Task directions ▸ Go through the data below and return each line where the string "Persistence" appears.

(Saved data entries)
=-=-=

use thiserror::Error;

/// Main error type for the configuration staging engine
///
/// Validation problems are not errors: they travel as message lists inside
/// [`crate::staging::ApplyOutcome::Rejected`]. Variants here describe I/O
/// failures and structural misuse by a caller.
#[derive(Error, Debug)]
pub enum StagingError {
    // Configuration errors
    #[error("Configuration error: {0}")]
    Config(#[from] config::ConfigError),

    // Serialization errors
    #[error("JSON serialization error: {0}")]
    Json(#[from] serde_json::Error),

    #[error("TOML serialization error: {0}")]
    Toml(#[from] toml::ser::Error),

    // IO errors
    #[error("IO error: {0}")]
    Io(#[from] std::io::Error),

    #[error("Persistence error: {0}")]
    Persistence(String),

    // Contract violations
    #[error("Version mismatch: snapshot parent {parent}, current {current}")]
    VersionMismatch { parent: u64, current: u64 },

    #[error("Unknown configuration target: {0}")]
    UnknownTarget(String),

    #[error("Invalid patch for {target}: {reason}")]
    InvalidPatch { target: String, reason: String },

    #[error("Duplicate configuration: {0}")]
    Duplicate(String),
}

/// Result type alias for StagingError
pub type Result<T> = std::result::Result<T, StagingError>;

=-=-=

Exercise result ▸
    #[error("Persistence error: {0}")]
    Persistence(String),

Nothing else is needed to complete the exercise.